Maritornes se dirigió hacia donde se encontraba nuestro caballero, en un rincón y apenas visible.
—Aquí tiene una hogaza de pan calentito. Pero nunca lo coloque boca abajo en la mesa, ni lo deje caer al suelo. Dizque trae mala suerte. Si el pan cae al suelo, debe besarlo porque es bendito y hacer tres cruces para alejar las desgracias —dijo Maritornes.
—Muy cierto eso que dices. Besar el pan atrae la buena suerte y complace a Dios —afirmó don Miguel. Y tomándola del brazo dijo zalamero y de buen humor:
—«Creedme, fermosa señora, que os podéis llamar venturosa por haber alojado en este vuestro castillo a mi persona».
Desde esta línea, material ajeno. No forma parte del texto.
// crates/iiko-client/src/models/cash_shifts.rs
// ============================================================================
// Module: Cash Shift Models
// Description: Cash shifts, their payments, acceptance documents and payouts.
// Purpose: Decode cash-shift endpoints and build save/payout payloads.
// Dependencies: serde, serde_json, time
// ============================================================================

//! ## Overview
//! Acceptance documents are read, edited and posted back. Fields the client
//! does not model are kept in `extra` so a resubmitted document carries
//! everything the server sent.

use std::collections::BTreeMap;

use serde::Deserialize;
use serde::Serialize;
use serde_json::Map;
use serde_json::Value;
use time::Date;
use time::PrimitiveDateTime;

use crate::models::envelope::ResultStatus;
use crate::models::envelope::render_errors;

/// Pay-in/out transaction type for payouts.
pub const TRANSACTION_TYPE_PAYOUT: &str = "PAYOUT";

// ============================================================================
// SECTION: Shifts
// ============================================================================

/// Shift status filter for `/v2/cashshifts/list`.
#[derive(Debug, Clone, Copy, PartialEq, Eq, Hash, Serialize, Deserialize)]
#[serde(rename_all = "UPPERCASE")]
pub enum CashShiftStatus {
    /// Every shift.
    Any,
    /// Open shifts.
    Open,
    /// Closed shifts.
    Closed,
    /// Accepted shifts.
    Accepted,
    /// Closed but not accepted.
    Unaccepted,
    /// Shifts with warnings.
    HasWarnings,
}

impl CashShiftStatus {
    /// Returns the query value.
    #[must_use]
    pub const fn as_str(self) -> &'static str {
        match self {
            Self::Any => "ANY",
            Self::Open => "OPEN",
            Self::Closed => "CLOSED",
            Self::Accepted => "ACCEPTED",
            Self::Unaccepted => "UNACCEPTED",
            Self::HasWarnings => "HASWARNINGS",
        }
    }
}

/// Cash shift summary.
#[derive(Debug, Clone, PartialEq, Serialize, Deserialize)]
#[serde(rename_all = "camelCase")]
pub struct CashShiftSessionDto {
    /// Shift identifier.
    pub id: String,
    /// Sequential shift number.
    pub session_number: i64,
    /// Fiscal register shift number.
    #[serde(default, skip_serializing_if = "Option::is_none")]
    pub fiscal_number: Option<i64>,
    /// Cash register number.
    #[serde(default, skip_serializing_if = "Option::is_none")]
    pub cash_reg_number: Option<i64>,
    /// Opening time.
    #[serde(default, with = "crate::models::serde_opt_date_time")]
    pub open_date: Option<PrimitiveDateTime>,
    /// Closing time, absent while open.
    #[serde(default, with = "crate::models::serde_opt_date_time")]
    pub close_date: Option<PrimitiveDateTime>,
    /// Acceptance time.
    #[serde(default, with = "crate::models::serde_opt_date_time")]
    pub accept_date: Option<PrimitiveDateTime>,
    /// Shift manager.
    #[serde(default, skip_serializing_if = "Option::is_none")]
    pub manager_id: Option<String>,
    /// Cash on hand at opening.
    #[serde(default, skip_serializing_if = "Option::is_none")]
    pub session_start_cash: Option<f64>,
    /// Cash sales.
    #[serde(default, skip_serializing_if = "Option::is_none")]
    pub sales_cash: Option<f64>,
    /// Card sales.
    #[serde(default, skip_serializing_if = "Option::is_none")]
    pub sales_card: Option<f64>,
    /// Pay-ins.
    #[serde(default, skip_serializing_if = "Option::is_none")]
    pub pay_in: Option<f64>,
    /// Payouts.
    #[serde(default, skip_serializing_if = "Option::is_none")]
    pub pay_out: Option<f64>,
    /// Server-side status label.
    #[serde(default, skip_serializing_if = "Option::is_none")]
    pub session_status: Option<String>,
    /// Point of sale.
    #[serde(default, skip_serializing_if = "Option::is_none")]
    pub point_of_sale_id: Option<String>,
}

/// Payments, pay-ins and payouts recorded during a shift.
#[derive(Debug, Clone, PartialEq, Serialize, Deserialize)]
#[serde(rename_all = "camelCase")]
pub struct CashShiftPaymentsDto {
    /// Shift identifier.
    pub session_id: String,
    /// Cashless payments.
    #[serde(default)]
    pub cashless_records: Vec<Value>,
    /// Pay-ins.
    #[serde(default)]
    pub pay_in_records: Vec<Value>,
    /// Payouts.
    #[serde(default)]
    pub pay_outs_records: Vec<Value>,
}

// ============================================================================
// SECTION: Acceptance
// ============================================================================

/// Shift acceptance document.
#[derive(Debug, Clone, PartialEq, Serialize, Deserialize)]
#[serde(rename_all = "camelCase")]
pub struct ClosedSessionDocumentDto {
    /// Document identifier.
    pub id: String,
    /// Shift identifier.
    pub session: String,
    /// Shortage account.
    #[serde(default, skip_serializing_if = "Option::is_none")]
    pub account_shortage_id: Option<String>,
    /// Shortage counteragent.
    #[serde(default, skip_serializing_if = "Option::is_none")]
    pub counteragent_shortage_id: Option<String>,
    /// Surplus account.
    #[serde(default, skip_serializing_if = "Option::is_none")]
    pub account_surplus_id: Option<String>,
    /// Surplus counteragent.
    #[serde(default, skip_serializing_if = "Option::is_none")]
    pub counteragent_surplus_id: Option<String>,
    /// Department.
    pub department_id: String,
    /// Document lines.
    #[serde(default)]
    pub items: Vec<ClosedSessionDocumentItemDto>,
    /// Fields passed through unchanged.
    #[serde(flatten)]
    pub extra: Map<String, Value>,
}

/// Acceptance document line.
#[derive(Debug, Clone, PartialEq, Default, Serialize, Deserialize)]
#[serde(rename_all = "camelCase")]
pub struct ClosedSessionDocumentItemDto {
    /// Free-form comment.
    #[serde(default, skip_serializing_if = "Option::is_none")]
    pub comment: Option<String>,
    /// Fields passed through unchanged.
    #[serde(flatten)]
    pub extra: Map<String, Value>,
}

/// Result of `/v2/cashshifts/save`.
#[derive(Debug, Clone, PartialEq, Serialize, Deserialize)]
#[serde(rename_all = "camelCase")]
pub struct CashShiftSaveResultDto {
    /// Import outcome.
    pub import_result: ResultStatus,
    /// Errors reported on `ERROR`.
    #[serde(default, skip_serializing_if = "Option::is_none")]
    pub errors: Option<Vec<Value>>,
    /// Stored document.
    #[serde(default, skip_serializing_if = "Option::is_none")]
    pub document: Option<ClosedSessionDocumentDto>,
    /// Shift status after import.
    #[serde(default, skip_serializing_if = "Option::is_none")]
    pub status: Option<String>,
}

impl CashShiftSaveResultDto {
    /// Renders the error entries as display strings.
    #[must_use]
    pub fn error_messages(&self) -> Vec<String> {
        render_errors(self.errors.as_deref())
    }
}

// ============================================================================
// SECTION: Pay-ins, Payouts, Payrolls
// ============================================================================

/// Pay-in/out type.
#[derive(Debug, Clone, PartialEq, Eq, Serialize, Deserialize)]
#[serde(rename_all = "camelCase")]
pub struct PayInOutTypeDto {
    /// Type identifier.
    pub id: String,
    /// Display name.
    #[serde(default, skip_serializing_if = "Option::is_none")]
    pub name: Option<String>,
    /// Counteragent kind required by the type.
    pub counteragent_type: String,
    /// `PAYIN` or `PAYOUT`.
    pub transaction_type: String,
    /// Deletion flag.
    pub is_deleted: bool,
}

impl PayInOutTypeDto {
    /// Returns true for live payout types.
    #[must_use]
    pub fn is_active_payout(&self) -> bool {
        self.transaction_type == TRANSACTION_TYPE_PAYOUT && !self.is_deleted
    }
}

/// Payroll statement.
#[derive(Debug, Clone, PartialEq, Eq, Serialize, Deserialize)]
#[serde(rename_all = "camelCase")]
pub struct PayrollDto {
    /// Payroll identifier.
    pub id: String,
    /// Period start.
    #[serde(with = "crate::models::serde_date")]
    pub date_from: Date,
    /// Period end.
    #[serde(with = "crate::models::serde_date")]
    pub date_to: Date,
    /// Department.
    pub department: String,
    /// Processing status.
    pub status: String,
}

/// Payout request.
#[derive(Debug, Clone, PartialEq, Serialize, Deserialize)]
#[serde(rename_all = "camelCase")]
pub struct PayOutSettingsDto {
    /// Payout type.
    pub pay_out_type_id: String,
    /// Payout date.
    #[serde(with = "crate::models::serde_date")]
    pub pay_out_date: Date,
    /// Counteragent, when the type requires one.
    #[serde(default, skip_serializing_if = "Option::is_none")]
    pub counteragent: Option<String>,
    /// Amount per department.
    pub department_sum_map: BTreeMap<String, f64>,
    /// Payroll the payout settles.
    #[serde(default, skip_serializing_if = "Option::is_none")]
    pub payroll_id: Option<String>,
    /// Free-form comment.
    #[serde(default, skip_serializing_if = "Option::is_none")]
    pub comment: Option<String>,
}

/// Result of `/v2/payInOuts/addPayOut`.
#[derive(Debug, Clone, PartialEq, Serialize, Deserialize)]
#[serde(rename_all = "camelCase")]
pub struct PayOutResultDto {
    /// Outcome.
    pub result: ResultStatus,
    /// Errors reported on `ERROR`.
    #[serde(default, skip_serializing_if = "Option::is_none")]
    pub errors: Option<Vec<Value>>,
    /// Applied settings on `SUCCESS`.
    #[serde(default, skip_serializing_if = "Option::is_none")]
    pub pay_out_settings: Option<PayOutSettingsDto>,
}

impl PayOutResultDto {
    /// Renders the error entries as display strings.
    #[must_use]
    pub fn error_messages(&self) -> Vec<String> {
        render_errors(self.errors.as_deref())
    }
}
—No entiendo las palabras que me dice vuestra excelencia —dijo bizqueando Maritornes.
—«Sólo os digo que tendré eternamente escrito en mi memoria el servicio que me habedes fecho para agradecéroslo mientras la vida me durase».
Al oír tales palabras, Maritornes quedose en confusión; las entendía como si hablara en griego. Ante semejante discurso, mirábale y admirábase, y parecíale que lo que deseaba el caballero era que refocilasen juntos. Entonces, le dio su palabra de que, durmiendo su padre, le iría a buscar para satisfacerle el gusto. Estas palabras dejaron a Cervantes con los ojos abiertos como liebre, temeroso de que cumpliera su promesa durante la nocturnidad del sueño.
Cuando la venta quedó en silencio y todos los huéspedes en sus aposentos, Maritornes quiso ir a darle gusto a nuestro caballero, pero con tan mala fortuna y suerte para don Miguel, que fue a parar a la habitación equivocada, llegando a la del avinado jayán, que aún pacía dormido, herido y borracho sobre su cama. Maritornes, con sigilo y a tientas, se guio y, sin pensarlo dos veces, tumbose encima de él con calentura. Ante tan inesperado peso y toqueteos, el jayán se despertó refunfuñando por los efluvios de Baco, asustado y presto a dar un puñetazo para quitarse de encima lo que creía era un animal desconocido.
—¡Pardiez! ¿Qué cosa es esto que me toca en mis partes pudendas? ¡Fuera de aquí, bicho!
En su cuarto, don Miguel entreteníase en pensar sobre lo que algún día escribiría. Y después de mucho cavilar, sopló la luz del candil y presto se durmió. Hasta que por la mañana le despertó el chiflo de un afilador de cuchillos, sables y dagas que transitaba por el camino anunciando su oficio.
Temprano, desayunó pan tostado en la lumbre con el unto de la grasa de puerco y algún que otro torrezno. Tras satisfacer los pagos a Juan Palomeque, se despidió con buen ánimo.
Estaba fresca la mañana, y la pajarería, con sus trinos en la arboleda, alegraban el camino.